EXERCISE INPUT
BEGIN

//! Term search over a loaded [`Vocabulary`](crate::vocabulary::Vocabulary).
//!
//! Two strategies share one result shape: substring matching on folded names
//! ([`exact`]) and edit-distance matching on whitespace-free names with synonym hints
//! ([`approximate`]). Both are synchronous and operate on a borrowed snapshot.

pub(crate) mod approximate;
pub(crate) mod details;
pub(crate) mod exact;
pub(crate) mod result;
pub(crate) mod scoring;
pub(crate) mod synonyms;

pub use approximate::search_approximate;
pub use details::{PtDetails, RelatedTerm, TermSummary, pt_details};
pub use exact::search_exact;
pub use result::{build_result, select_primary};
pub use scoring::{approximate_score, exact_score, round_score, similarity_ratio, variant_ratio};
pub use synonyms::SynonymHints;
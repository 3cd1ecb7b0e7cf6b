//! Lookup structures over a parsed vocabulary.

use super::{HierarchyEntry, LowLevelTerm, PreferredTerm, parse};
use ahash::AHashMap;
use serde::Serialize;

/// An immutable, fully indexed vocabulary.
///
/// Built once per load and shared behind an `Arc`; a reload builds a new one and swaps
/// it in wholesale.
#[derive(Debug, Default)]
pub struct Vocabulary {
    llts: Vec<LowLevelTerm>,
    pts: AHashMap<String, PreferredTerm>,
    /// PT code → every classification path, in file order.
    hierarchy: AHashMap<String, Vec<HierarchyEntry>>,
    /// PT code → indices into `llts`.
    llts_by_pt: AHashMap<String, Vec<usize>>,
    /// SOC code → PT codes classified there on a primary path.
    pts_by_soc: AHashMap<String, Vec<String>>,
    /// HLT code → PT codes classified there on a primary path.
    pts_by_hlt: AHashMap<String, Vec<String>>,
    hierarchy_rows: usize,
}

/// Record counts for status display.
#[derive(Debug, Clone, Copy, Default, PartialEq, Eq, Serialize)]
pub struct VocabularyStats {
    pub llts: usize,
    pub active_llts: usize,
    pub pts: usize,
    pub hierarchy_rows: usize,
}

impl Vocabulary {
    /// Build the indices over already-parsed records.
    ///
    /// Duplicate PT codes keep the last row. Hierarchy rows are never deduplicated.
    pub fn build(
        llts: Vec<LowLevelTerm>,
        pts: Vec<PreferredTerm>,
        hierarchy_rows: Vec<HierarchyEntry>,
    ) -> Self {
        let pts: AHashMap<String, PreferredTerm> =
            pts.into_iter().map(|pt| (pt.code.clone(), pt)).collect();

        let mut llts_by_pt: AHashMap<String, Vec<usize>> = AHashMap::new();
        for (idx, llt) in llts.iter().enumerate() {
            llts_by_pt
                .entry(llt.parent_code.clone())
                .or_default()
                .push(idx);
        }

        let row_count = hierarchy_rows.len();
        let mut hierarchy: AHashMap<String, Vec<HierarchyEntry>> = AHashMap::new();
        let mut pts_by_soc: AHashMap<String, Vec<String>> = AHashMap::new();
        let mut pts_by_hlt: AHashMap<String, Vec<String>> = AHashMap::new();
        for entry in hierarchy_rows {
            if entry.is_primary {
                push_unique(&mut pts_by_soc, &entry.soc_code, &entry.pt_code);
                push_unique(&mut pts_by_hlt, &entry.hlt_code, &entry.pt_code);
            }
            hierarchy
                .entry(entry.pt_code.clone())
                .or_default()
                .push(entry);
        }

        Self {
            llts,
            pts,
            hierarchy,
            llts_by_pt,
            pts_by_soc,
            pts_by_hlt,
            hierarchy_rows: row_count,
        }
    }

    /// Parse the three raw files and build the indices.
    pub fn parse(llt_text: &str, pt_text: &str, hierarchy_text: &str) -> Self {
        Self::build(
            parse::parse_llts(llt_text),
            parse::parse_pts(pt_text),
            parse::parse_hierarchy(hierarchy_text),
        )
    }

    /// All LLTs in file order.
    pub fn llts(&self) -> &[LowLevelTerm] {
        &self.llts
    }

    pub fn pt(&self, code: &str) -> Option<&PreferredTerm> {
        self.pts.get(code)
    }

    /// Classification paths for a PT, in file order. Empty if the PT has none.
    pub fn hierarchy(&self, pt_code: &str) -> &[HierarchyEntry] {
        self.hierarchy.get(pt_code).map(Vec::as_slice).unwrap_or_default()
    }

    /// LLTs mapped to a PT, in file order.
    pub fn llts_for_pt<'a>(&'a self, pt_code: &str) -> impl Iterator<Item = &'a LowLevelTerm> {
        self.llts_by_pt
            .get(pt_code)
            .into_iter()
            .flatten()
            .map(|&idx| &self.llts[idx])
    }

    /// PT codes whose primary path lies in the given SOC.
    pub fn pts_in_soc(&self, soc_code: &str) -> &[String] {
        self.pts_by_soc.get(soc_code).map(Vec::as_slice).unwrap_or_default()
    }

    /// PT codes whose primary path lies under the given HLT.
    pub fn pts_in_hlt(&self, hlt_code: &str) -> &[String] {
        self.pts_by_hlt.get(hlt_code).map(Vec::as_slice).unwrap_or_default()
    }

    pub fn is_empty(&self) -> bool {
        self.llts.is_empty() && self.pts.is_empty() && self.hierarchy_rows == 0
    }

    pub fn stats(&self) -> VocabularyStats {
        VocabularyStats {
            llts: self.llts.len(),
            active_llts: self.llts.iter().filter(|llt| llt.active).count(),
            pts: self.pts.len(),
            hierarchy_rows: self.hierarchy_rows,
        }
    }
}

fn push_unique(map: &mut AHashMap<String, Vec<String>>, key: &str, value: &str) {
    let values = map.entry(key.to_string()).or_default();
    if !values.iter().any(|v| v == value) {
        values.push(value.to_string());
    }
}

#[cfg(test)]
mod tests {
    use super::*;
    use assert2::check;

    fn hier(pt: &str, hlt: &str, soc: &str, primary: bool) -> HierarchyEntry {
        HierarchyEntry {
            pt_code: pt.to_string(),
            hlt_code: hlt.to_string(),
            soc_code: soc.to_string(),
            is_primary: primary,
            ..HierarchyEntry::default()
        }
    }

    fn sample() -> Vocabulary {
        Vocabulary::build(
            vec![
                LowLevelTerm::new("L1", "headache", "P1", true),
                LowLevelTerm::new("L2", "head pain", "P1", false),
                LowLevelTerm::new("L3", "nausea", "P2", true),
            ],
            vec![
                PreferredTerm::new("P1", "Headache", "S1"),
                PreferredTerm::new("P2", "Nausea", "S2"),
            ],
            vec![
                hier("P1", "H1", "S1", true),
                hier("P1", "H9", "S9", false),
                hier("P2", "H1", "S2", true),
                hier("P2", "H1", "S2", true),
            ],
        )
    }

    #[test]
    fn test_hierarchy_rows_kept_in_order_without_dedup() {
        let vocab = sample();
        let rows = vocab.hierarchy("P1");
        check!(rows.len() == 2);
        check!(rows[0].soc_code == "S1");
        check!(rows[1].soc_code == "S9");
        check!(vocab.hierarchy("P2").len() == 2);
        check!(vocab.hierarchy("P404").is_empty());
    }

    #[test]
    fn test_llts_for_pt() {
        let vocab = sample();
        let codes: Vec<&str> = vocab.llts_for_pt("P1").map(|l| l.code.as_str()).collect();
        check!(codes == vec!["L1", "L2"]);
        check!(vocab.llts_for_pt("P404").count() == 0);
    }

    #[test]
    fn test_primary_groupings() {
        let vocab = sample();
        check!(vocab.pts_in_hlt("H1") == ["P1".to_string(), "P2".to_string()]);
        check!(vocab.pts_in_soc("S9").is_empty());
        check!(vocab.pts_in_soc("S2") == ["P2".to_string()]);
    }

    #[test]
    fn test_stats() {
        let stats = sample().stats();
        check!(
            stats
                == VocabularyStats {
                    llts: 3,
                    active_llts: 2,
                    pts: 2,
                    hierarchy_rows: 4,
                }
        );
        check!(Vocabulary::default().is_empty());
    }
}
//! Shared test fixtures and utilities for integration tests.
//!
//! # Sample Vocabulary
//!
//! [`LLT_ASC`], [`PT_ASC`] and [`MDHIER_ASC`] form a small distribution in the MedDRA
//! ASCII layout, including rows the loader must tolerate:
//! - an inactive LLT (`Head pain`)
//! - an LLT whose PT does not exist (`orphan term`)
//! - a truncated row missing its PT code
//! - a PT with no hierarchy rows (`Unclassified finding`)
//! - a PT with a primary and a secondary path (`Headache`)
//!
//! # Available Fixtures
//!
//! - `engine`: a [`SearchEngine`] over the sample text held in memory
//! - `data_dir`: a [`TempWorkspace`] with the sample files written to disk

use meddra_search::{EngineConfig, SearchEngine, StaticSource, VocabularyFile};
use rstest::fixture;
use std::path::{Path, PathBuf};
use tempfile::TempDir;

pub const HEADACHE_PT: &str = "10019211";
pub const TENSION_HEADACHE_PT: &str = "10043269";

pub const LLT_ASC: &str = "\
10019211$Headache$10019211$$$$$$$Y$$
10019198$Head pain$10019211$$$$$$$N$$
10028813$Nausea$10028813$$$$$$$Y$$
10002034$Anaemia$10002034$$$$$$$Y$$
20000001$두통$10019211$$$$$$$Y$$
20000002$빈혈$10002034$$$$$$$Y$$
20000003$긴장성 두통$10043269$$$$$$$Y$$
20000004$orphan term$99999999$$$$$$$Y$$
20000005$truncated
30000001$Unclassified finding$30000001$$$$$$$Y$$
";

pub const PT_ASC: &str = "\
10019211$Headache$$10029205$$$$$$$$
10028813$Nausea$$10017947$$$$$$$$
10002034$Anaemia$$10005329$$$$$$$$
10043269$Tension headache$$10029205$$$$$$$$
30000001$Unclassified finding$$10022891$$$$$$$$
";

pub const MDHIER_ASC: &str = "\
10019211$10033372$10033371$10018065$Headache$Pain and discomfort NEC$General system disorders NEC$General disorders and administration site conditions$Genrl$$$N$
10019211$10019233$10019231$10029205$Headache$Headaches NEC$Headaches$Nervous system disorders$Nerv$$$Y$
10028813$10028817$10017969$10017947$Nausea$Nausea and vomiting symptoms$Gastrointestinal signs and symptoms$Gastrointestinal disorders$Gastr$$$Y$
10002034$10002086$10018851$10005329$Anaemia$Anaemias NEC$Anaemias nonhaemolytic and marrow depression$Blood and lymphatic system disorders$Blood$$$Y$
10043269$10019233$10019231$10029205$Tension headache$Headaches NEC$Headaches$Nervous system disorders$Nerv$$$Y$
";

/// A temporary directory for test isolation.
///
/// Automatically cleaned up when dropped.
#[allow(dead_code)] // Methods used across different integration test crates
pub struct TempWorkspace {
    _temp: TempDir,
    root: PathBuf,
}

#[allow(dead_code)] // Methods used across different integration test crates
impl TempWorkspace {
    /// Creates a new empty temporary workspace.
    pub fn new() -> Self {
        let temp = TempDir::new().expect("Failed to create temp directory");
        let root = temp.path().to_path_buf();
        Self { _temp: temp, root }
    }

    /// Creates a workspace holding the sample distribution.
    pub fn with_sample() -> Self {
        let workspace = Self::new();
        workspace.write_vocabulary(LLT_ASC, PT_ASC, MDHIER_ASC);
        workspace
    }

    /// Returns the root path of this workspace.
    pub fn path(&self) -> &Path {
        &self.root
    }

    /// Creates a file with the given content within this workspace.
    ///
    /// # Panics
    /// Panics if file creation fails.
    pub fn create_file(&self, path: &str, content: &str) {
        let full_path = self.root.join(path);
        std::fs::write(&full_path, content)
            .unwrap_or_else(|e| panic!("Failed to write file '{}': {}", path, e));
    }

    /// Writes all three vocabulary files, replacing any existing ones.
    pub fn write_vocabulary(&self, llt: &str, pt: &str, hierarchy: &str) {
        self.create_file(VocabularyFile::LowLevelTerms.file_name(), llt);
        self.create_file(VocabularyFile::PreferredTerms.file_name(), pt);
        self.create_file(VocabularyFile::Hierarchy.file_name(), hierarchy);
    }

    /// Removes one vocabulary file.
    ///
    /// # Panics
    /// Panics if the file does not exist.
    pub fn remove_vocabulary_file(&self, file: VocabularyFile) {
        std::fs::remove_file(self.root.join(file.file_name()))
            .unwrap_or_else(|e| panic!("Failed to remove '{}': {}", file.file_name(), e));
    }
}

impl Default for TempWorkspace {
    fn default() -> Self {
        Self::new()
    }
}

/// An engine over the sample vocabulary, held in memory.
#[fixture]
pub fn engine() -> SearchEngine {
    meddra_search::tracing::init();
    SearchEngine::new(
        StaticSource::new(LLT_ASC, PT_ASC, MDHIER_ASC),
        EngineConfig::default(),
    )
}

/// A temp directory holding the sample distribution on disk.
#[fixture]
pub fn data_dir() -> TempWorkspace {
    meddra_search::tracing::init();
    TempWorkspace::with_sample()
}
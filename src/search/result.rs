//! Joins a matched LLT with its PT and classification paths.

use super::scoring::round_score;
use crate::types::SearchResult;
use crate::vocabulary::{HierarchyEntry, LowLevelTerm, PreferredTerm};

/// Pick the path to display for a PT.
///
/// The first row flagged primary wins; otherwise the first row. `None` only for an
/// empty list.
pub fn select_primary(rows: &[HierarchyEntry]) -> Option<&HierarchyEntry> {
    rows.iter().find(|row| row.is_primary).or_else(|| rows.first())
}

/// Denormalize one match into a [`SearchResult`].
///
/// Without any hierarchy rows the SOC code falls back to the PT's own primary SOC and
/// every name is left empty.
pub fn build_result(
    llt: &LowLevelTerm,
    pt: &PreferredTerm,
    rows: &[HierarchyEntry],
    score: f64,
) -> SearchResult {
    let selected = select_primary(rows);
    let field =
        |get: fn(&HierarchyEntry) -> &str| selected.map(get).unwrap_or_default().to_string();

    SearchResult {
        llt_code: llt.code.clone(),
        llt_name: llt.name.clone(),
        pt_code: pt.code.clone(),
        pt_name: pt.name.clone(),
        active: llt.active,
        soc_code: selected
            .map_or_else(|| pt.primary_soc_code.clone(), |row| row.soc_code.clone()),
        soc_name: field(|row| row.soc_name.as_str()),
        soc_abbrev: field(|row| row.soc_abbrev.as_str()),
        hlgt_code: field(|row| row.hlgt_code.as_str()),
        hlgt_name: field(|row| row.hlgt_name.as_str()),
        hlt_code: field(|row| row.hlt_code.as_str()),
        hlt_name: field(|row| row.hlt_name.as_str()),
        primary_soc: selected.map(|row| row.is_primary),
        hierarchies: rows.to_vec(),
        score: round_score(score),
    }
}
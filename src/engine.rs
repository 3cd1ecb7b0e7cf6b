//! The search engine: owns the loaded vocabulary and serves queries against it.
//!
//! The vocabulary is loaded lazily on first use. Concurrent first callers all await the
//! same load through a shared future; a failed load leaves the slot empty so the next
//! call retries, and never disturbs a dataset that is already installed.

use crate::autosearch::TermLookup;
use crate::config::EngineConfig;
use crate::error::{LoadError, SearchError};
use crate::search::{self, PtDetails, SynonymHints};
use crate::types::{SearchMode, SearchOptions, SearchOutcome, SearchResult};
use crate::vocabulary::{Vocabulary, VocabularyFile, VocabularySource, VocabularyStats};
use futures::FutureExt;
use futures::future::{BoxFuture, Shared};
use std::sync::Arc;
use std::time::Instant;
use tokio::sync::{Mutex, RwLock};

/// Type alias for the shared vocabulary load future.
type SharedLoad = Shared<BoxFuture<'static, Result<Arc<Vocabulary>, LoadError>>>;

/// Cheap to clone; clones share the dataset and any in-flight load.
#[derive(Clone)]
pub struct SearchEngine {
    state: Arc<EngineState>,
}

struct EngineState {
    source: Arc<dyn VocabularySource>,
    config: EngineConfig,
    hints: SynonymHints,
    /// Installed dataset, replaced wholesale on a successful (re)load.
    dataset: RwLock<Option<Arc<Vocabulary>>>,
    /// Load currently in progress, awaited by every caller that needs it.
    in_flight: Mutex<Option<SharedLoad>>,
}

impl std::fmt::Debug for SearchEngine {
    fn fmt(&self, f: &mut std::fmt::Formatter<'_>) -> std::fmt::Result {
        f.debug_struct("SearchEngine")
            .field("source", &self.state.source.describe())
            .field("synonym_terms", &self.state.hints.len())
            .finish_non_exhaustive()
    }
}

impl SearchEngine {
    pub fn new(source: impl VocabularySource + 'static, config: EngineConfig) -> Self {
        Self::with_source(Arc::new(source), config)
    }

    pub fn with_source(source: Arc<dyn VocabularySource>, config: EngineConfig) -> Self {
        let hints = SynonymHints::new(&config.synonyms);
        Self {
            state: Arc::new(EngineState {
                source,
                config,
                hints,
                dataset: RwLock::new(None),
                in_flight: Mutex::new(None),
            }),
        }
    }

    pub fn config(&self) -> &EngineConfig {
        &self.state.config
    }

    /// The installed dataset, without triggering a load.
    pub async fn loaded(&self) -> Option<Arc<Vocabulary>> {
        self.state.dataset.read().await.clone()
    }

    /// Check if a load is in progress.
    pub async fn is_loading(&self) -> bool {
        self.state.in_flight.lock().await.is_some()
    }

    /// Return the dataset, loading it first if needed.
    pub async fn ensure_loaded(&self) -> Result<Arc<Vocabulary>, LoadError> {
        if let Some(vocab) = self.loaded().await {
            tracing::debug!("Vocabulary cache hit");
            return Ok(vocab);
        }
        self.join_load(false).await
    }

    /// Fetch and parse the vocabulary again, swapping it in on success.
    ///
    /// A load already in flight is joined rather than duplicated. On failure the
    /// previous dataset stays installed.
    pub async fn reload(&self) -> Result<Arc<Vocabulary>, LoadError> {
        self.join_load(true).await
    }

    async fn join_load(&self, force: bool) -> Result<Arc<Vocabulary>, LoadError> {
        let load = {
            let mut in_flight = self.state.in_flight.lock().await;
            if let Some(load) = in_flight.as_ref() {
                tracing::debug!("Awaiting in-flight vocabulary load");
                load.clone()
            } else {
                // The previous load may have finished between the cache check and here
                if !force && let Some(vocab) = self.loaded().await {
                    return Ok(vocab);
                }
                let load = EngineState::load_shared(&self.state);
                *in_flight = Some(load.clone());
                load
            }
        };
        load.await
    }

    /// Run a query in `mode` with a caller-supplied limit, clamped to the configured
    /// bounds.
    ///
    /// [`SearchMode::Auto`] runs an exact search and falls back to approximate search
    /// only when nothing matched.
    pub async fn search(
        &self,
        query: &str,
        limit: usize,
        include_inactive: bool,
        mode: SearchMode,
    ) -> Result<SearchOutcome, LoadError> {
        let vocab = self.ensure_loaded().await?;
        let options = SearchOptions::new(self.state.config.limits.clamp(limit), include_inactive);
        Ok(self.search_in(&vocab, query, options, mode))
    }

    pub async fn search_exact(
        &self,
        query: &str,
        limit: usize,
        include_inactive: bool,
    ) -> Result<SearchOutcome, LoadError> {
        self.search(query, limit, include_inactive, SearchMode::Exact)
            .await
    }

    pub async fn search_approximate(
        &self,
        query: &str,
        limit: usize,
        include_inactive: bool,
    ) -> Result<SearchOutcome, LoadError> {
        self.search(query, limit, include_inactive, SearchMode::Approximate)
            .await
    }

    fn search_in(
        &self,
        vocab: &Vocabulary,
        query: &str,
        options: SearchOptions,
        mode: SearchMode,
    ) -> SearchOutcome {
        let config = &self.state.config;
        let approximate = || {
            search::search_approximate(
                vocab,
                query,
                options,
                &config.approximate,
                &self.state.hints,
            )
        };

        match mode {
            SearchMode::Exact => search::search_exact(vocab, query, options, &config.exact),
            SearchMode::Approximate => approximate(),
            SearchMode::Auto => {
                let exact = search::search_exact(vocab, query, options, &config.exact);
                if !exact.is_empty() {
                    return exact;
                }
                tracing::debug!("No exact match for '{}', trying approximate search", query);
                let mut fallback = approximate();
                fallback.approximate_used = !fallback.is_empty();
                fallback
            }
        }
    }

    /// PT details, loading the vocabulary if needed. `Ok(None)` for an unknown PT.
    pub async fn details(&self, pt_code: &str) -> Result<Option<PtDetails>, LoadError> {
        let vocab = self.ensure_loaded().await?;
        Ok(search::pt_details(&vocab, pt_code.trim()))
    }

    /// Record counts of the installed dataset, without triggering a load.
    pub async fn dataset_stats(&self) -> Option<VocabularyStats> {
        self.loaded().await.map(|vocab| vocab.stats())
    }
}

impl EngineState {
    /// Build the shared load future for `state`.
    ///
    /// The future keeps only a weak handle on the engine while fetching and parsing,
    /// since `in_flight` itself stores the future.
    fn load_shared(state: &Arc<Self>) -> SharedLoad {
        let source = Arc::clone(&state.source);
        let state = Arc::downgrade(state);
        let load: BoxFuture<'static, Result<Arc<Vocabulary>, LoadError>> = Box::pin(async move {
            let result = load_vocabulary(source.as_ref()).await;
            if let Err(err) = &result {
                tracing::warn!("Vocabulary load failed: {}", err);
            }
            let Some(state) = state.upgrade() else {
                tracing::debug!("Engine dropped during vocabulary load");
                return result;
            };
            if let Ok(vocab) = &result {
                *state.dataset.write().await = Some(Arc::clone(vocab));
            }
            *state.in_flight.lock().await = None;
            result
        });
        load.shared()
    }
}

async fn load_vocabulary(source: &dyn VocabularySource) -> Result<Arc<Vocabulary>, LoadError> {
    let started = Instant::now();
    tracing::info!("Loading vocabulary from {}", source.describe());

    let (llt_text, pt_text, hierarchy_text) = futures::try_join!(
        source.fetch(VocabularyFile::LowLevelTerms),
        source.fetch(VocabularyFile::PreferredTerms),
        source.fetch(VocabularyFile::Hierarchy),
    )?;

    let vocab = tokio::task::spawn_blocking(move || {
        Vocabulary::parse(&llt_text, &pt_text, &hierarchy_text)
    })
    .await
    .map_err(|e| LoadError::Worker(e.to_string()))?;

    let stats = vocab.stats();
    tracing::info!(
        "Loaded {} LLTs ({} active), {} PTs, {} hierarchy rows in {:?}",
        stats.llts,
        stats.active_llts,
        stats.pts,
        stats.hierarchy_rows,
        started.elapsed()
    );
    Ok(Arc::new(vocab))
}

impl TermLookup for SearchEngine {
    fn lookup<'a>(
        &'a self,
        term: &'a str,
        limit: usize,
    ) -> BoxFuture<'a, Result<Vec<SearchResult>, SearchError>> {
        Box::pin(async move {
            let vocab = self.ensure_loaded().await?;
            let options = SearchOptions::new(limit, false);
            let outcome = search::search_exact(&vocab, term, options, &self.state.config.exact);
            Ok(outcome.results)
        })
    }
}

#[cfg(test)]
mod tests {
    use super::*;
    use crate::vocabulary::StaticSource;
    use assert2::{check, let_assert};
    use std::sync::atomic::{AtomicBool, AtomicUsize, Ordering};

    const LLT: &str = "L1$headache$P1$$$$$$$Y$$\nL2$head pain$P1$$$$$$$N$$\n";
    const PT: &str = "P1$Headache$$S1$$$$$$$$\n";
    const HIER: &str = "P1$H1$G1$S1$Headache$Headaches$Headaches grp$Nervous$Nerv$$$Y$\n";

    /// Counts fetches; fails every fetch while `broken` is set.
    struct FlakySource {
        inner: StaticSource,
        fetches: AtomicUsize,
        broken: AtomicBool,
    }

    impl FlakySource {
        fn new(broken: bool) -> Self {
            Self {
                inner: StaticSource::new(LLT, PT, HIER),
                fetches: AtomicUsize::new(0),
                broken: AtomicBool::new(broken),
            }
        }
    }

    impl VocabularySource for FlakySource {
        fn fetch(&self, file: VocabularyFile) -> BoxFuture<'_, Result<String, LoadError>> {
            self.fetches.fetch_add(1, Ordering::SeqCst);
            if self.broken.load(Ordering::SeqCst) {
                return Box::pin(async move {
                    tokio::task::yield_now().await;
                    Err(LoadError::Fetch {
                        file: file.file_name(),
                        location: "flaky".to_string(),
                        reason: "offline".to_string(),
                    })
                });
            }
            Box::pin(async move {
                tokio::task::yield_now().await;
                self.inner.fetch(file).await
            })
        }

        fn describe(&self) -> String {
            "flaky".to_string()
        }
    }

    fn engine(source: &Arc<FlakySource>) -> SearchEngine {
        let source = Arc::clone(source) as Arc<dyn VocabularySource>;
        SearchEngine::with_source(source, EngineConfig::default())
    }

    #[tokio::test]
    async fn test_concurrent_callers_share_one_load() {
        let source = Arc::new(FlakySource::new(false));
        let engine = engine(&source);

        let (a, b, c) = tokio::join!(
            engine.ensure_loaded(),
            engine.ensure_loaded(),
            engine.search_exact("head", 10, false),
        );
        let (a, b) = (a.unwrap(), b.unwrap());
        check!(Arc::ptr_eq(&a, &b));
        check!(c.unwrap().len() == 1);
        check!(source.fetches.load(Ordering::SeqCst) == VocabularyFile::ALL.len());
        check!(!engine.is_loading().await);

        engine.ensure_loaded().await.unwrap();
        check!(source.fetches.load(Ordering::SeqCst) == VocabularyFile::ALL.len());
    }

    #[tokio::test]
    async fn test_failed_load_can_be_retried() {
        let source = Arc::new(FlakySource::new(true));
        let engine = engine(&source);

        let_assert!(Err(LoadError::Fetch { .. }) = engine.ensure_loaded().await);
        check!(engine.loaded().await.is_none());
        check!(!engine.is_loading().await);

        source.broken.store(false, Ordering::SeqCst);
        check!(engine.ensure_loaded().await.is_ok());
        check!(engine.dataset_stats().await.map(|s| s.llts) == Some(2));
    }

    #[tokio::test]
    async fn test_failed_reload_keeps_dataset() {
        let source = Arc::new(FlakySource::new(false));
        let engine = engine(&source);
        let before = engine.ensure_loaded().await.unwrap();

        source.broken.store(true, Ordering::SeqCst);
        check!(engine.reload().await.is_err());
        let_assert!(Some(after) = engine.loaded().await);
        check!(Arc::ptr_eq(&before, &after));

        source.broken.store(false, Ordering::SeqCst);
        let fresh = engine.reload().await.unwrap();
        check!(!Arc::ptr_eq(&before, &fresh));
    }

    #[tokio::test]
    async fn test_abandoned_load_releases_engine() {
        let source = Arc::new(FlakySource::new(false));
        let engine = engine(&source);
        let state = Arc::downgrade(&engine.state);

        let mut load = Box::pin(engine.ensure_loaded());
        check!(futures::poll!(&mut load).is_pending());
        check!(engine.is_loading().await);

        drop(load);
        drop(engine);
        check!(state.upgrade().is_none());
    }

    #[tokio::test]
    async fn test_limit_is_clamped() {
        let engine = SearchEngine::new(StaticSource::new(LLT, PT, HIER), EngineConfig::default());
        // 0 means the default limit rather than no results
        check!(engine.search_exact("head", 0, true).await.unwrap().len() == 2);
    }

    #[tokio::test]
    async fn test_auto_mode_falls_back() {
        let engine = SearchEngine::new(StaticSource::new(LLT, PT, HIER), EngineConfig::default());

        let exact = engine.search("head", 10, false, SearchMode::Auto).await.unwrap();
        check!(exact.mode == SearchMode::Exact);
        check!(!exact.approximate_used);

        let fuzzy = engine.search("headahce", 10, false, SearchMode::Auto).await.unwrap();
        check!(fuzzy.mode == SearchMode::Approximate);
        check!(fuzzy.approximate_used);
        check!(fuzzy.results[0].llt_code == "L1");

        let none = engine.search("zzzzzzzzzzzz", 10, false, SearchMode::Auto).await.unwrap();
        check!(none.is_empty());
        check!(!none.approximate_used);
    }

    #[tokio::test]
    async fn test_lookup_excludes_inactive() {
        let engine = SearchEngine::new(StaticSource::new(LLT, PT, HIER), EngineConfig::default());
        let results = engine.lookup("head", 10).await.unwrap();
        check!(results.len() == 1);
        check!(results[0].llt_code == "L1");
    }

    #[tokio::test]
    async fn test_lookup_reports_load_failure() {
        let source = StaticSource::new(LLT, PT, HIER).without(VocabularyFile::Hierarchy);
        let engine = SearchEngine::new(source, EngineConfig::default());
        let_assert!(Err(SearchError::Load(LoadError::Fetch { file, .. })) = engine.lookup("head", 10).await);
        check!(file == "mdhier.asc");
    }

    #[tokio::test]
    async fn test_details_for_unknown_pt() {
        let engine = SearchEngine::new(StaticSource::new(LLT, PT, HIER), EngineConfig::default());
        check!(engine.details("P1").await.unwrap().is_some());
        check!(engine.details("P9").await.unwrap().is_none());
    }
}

END

WORK TO COMPLETE
Could you filter the material above and copy each line that holds the word "AHashMap"?

EXERCISE SOLUTION
use ahash::AHashMap;
    pts: AHashMap<String, PreferredTerm>,
    hierarchy: AHashMap<String, Vec<HierarchyEntry>>,
    llts_by_pt: AHashMap<String, Vec<usize>>,
    pts_by_soc: AHashMap<String, Vec<String>>,
    pts_by_hlt: AHashMap<String, Vec<String>>,
        let pts: AHashMap<String, PreferredTerm> =
        let mut llts_by_pt: AHashMap<String, Vec<usize>> = AHashMap::new();
        let mut hierarchy: AHashMap<String, Vec<HierarchyEntry>> = AHashMap::new();
        let mut pts_by_soc: AHashMap<String, Vec<String>> = AHashMap::new();
        let mut pts_by_hlt: AHashMap<String, Vec<String>> = AHashMap::new();
fn push_unique(map: &mut AHashMap<String, Vec<String>>, key: &str, value: &str) {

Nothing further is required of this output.